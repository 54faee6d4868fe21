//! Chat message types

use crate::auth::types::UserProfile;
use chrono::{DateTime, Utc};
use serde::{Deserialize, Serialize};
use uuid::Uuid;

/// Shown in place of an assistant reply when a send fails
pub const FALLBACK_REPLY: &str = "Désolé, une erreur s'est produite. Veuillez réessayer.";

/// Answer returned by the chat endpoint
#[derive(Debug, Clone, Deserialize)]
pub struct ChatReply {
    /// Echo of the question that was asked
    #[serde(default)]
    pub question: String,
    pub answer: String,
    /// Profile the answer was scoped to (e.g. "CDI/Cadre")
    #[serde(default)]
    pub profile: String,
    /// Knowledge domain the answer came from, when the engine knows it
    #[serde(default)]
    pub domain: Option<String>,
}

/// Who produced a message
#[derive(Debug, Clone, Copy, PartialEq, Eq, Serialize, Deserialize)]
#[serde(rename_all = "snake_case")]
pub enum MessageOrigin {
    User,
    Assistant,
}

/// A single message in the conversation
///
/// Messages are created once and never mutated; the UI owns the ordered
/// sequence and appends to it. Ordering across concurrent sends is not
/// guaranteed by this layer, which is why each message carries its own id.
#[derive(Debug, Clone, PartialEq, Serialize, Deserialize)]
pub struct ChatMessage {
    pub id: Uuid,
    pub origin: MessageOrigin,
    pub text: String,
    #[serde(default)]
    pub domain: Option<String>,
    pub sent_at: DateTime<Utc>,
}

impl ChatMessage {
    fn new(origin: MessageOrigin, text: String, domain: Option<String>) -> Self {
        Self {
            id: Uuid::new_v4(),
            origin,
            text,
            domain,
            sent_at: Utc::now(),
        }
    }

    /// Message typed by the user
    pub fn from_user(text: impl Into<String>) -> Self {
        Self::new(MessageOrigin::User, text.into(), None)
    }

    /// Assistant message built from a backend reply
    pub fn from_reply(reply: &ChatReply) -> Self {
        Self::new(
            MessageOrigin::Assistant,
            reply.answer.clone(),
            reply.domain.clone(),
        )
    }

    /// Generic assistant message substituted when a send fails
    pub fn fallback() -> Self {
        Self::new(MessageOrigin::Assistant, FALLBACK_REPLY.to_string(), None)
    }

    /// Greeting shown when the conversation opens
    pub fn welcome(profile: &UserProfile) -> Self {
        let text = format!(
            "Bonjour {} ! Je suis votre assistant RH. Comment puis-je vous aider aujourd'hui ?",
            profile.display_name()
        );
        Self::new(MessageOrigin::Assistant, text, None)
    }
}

------------------------------------

_TASK INSTRUCTIONS:_ Could you give again, word for word, the line with "Je suis votre" and all lines after it through the end of the data? Leave out everything else.

_ANSWER FOR THE TASK:_
            "Bonjour {} ! Je suis votre assistant RH. Comment puis-je vous aider aujourd'hui ?",
            profile.display_name()
        );
        Self::new(MessageOrigin::Assistant, text, None)
    }
}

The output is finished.